In January 2020, Layden became the deputy commissioner and CMO for the Chicago Department of Public Health. She was the incident manager for the city's COVID-19 response. At the start of the pandemic, she addressed data management challenges, as many healthcare facilities were reporting cases via fax and Microsoft Excel files. To streamline this process, Layden authored a public health order that defined essential data elements for COVID-19 and mandated their electronic submission in standard formats. In collaboration with Rush University Medical Center, her department established a cloud-based hub to receive this data electronically. She also led the creation of the city's first "Datahub," a platform designed to enable automated electronic data submission from healthcare providers and laboratories. Layden left this position in September 2020.

=== Centers for Disease Control and Prevention ===
Layden joined the Centers for Disease Control and Prevention (CDC) in September 2020, initially in the Office of Science to help lead the agency's COVID-19 response. Shortly after her arrival, she co-led a vaccine task force that oversaw COVID-19 vaccine data and contributed to clinical guidance decisions. Her deployment with the task force lasted from June to October 2021.

Layden held leadership roles at the agency, including associate deputy director to the deputy director for public health science and surveillance from December 2020 to November 2022. She was named acting director of the newly established Office of Public Health Data, Surveillance, and Technology (OPHDST) in November 2022 and was formally appointed director in August 2023.
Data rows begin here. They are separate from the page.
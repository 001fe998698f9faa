/*!
 * Elemental RMA and Completion
 *
 * Single-element put/get plus the completion operations that order them.
 * Puts are asynchronous: they are only guaranteed visible at the target
 * after `quiet` on the issuing context. None of these run under the
 * serialization guard.
 */

use crate::context::Context;
use crate::core::errors::require;
use crate::core::types::{PeId, ShmemInt, SymPtr};
use crate::runtime::Pe;

impl Pe {
    pub fn ctx_put_value<T: ShmemInt>(&self, ctx: &Context, dest: SymPtr<T>, value: T, pe: PeId) {
        let target = self.remote_target(ctx, dest, pe);
        self.transport().put_value(ctx.id(), target, value.to_bits());
    }

    /// Write `value` to `dest` on `pe` through the default context
    pub fn put_value<T: ShmemInt>(&self, dest: SymPtr<T>, value: T, pe: PeId) {
        self.ctx_put_value(&Context::DEFAULT, dest, value, pe)
    }

    pub fn ctx_get_value<T: ShmemInt>(&self, ctx: &Context, source: SymPtr<T>, pe: PeId) -> T {
        let target = self.remote_target(ctx, source, pe);
        T::from_bits(self.transport().get_value(ctx.id(), target))
    }

    pub fn get_value<T: ShmemInt>(&self, source: SymPtr<T>, pe: PeId) -> T {
        self.ctx_get_value(&Context::DEFAULT, source, pe)
    }

    /// Complete every put issued through `ctx`
    pub fn ctx_quiet(&self, ctx: &Context) {
        require(self.check_initialized());
        self.transport().quiet(ctx.id());
    }

    pub fn quiet(&self) {
        self.ctx_quiet(&Context::DEFAULT)
    }

    /// Order puts through `ctx` issued before this call ahead of later ones
    pub fn ctx_fence(&self, ctx: &Context) {
        require(self.check_initialized());
        self.transport().fence(ctx.id());
    }

    pub fn fence(&self) {
        self.ctx_fence(&Context::DEFAULT)
    }

    /// Complete this PE's puts on every context and wait for all PEs
    pub fn barrier_all(&self) {
        require(self.check_initialized());
        self.transport().barrier_all();
    }
}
As director, she led the CDC's Data Modernization Initiative (DMI), which was established in 2019 to address the nation's underfunded and antiquated public health data systems. These systems were often characterized by siloed databases and a reliance on outdated methods like faxes. Layden described public health data funding as following a "boom-and-bust pattern," where funding increases during a crisis and disappears after the threat subsides. She also highlighted how disease-specific funding has led to fragmented data collection, citing an analysis that found jurisdictions had to report data for 11 notifiable diseases to multiple systems. A key component of her work was a plan known as HTI-2, or Health Data, Technology, and Interoperability. She identified sustained funding as the most significant obstacle to modernizing the public health data infrastructure.

On August 27, 2025, it was reported that Layden was departing the CDC after approximately five years with the agency.